WORK INSTRUCTION:
Look below for the line containing "filename crates/xh-cli/src/main.rs"; from there through the line containing "pub mod extract;", both lines included, please set down each line exactly and nothing else.

Stored items:
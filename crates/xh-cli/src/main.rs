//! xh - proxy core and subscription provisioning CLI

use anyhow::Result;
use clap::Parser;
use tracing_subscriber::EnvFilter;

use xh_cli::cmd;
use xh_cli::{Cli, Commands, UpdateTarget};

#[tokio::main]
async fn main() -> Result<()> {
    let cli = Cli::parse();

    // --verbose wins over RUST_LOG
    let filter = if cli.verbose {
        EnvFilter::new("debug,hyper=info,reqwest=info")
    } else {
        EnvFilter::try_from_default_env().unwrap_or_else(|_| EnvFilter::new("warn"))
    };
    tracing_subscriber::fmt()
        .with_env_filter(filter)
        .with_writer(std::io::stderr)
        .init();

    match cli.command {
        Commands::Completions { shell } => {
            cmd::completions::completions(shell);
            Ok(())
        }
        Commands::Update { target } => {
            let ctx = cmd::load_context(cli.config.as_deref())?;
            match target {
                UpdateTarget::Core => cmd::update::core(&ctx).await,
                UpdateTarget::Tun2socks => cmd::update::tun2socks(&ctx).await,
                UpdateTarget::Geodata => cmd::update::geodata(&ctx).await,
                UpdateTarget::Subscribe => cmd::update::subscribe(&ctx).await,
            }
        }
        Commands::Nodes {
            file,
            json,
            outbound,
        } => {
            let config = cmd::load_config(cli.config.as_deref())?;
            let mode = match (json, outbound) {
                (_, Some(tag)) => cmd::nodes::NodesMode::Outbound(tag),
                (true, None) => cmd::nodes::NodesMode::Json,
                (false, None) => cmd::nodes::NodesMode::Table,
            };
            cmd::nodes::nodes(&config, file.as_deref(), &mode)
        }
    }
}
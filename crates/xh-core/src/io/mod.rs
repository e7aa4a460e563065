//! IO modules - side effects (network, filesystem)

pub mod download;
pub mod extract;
--
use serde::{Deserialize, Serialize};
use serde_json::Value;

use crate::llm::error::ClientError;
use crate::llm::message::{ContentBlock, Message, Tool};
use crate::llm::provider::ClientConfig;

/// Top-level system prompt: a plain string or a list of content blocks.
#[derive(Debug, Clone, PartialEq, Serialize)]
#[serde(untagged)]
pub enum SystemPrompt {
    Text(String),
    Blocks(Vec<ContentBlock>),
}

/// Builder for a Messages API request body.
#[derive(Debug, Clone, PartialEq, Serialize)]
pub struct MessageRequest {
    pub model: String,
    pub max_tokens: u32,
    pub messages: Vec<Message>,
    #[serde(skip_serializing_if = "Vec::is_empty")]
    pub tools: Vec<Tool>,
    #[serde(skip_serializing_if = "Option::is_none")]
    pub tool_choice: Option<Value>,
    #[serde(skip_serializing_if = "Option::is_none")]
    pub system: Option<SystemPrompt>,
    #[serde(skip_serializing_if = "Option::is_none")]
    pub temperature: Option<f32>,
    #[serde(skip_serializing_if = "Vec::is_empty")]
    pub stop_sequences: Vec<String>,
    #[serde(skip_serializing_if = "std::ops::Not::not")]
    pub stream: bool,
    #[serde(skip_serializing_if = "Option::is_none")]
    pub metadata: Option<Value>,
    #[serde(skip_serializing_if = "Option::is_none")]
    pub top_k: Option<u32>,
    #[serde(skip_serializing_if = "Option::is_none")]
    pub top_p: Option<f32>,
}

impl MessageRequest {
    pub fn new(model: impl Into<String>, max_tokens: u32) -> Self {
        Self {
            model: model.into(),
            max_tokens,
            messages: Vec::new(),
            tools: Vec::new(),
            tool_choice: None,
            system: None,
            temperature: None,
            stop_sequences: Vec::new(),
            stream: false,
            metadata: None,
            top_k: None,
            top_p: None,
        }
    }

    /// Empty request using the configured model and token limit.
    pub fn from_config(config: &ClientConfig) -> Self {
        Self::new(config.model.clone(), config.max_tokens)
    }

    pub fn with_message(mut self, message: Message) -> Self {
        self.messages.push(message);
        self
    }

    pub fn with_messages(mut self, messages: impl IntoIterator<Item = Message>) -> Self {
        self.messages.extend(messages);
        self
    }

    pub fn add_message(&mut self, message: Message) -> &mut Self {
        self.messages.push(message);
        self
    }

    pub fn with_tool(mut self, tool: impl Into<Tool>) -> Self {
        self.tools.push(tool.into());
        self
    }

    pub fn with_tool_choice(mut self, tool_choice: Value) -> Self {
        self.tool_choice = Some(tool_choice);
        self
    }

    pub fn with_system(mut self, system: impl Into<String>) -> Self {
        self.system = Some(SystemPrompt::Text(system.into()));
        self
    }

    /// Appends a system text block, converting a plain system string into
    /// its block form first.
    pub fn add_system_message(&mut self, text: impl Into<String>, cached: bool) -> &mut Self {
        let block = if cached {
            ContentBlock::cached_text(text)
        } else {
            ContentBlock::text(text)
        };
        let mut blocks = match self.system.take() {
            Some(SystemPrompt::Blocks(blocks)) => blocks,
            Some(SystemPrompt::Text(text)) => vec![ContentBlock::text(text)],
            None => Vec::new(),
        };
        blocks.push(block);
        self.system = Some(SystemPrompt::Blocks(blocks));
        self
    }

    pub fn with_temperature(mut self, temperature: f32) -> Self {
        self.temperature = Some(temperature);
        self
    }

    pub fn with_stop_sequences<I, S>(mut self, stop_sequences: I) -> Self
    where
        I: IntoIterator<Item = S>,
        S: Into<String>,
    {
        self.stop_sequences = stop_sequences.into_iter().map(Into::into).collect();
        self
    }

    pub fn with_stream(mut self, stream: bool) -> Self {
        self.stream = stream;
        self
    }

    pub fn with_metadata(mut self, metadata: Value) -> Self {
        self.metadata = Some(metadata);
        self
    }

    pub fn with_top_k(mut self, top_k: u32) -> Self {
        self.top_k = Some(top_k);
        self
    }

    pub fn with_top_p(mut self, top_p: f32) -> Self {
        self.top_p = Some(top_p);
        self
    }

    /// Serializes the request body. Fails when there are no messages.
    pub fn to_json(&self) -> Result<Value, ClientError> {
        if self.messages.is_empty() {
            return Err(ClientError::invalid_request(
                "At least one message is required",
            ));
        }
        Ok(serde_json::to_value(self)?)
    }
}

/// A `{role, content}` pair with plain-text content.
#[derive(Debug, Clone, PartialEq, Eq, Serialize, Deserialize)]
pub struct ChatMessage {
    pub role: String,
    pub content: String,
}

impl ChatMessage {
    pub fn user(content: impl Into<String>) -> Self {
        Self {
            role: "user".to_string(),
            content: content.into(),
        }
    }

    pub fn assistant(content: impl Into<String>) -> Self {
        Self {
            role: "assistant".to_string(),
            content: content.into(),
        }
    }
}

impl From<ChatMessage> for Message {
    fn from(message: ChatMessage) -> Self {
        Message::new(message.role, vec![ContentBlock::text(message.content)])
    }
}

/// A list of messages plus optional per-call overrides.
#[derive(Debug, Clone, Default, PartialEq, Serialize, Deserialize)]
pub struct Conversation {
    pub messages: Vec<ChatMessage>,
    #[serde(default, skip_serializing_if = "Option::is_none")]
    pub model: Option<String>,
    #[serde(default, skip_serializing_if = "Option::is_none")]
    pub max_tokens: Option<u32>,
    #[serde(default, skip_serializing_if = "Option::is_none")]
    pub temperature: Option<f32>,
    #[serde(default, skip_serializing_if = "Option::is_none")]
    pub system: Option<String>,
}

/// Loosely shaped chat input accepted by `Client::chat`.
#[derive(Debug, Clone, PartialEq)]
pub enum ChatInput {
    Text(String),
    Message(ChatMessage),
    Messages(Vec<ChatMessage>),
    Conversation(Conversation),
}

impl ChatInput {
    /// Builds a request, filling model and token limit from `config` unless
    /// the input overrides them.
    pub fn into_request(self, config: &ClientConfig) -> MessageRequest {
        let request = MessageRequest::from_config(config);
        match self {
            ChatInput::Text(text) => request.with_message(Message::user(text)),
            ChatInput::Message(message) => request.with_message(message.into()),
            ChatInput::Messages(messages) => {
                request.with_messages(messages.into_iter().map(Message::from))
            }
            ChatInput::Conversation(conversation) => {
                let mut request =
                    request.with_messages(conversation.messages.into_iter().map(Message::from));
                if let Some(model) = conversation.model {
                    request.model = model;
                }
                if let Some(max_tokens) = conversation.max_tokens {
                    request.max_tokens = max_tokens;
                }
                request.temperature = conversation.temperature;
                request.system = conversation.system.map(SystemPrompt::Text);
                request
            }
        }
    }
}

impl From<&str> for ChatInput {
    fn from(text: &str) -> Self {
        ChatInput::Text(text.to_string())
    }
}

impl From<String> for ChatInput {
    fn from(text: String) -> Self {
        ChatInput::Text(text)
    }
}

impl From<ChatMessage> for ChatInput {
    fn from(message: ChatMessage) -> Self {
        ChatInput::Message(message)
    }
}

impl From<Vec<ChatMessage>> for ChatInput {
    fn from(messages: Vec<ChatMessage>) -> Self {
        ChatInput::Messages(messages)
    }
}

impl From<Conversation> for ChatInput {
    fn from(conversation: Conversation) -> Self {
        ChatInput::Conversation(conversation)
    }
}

SOLVED EXERCISE:
filename crates/xh-cli/src/main.rs
//! xh - proxy core and subscription provisioning CLI

use anyhow::Result;
use clap::Parser;
use tracing_subscriber::EnvFilter;

use xh_cli::cmd;
use xh_cli::{Cli, Commands, UpdateTarget};

#[tokio::main]
async fn main() -> Result<()> {
    let cli = Cli::parse();

    // --verbose wins over RUST_LOG
    let filter = if cli.verbose {
        EnvFilter::new("debug,hyper=info,reqwest=info")
    } else {
        EnvFilter::try_from_default_env().unwrap_or_else(|_| EnvFilter::new("warn"))
    };
    tracing_subscriber::fmt()
        .with_env_filter(filter)
        .with_writer(std::io::stderr)
        .init();

    match cli.command {
        Commands::Completions { shell } => {
            cmd::completions::completions(shell);
            Ok(())
        }
        Commands::Update { target } => {
            let ctx = cmd::load_context(cli.config.as_deref())?;
            match target {
                UpdateTarget::Core => cmd::update::core(&ctx).await,
                UpdateTarget::Tun2socks => cmd::update::tun2socks(&ctx).await,
                UpdateTarget::Geodata => cmd::update::geodata(&ctx).await,
                UpdateTarget::Subscribe => cmd::update::subscribe(&ctx).await,
            }
        }
        Commands::Nodes {
            file,
            json,
            outbound,
        } => {
            let config = cmd::load_config(cli.config.as_deref())?;
            let mode = match (json, outbound) {
                (_, Some(tag)) => cmd::nodes::NodesMode::Outbound(tag),
                (true, None) => cmd::nodes::NodesMode::Json,
                (false, None) => cmd::nodes::NodesMode::Table,
            };
            cmd::nodes::nodes(&config, file.as_deref(), &mode)
        }
    }
}
filename crates/xh-core/src/io/mod.rs
repository e7aa4a460e563065
//! IO modules - side effects (network, filesystem)

pub mod download;
pub mod extract;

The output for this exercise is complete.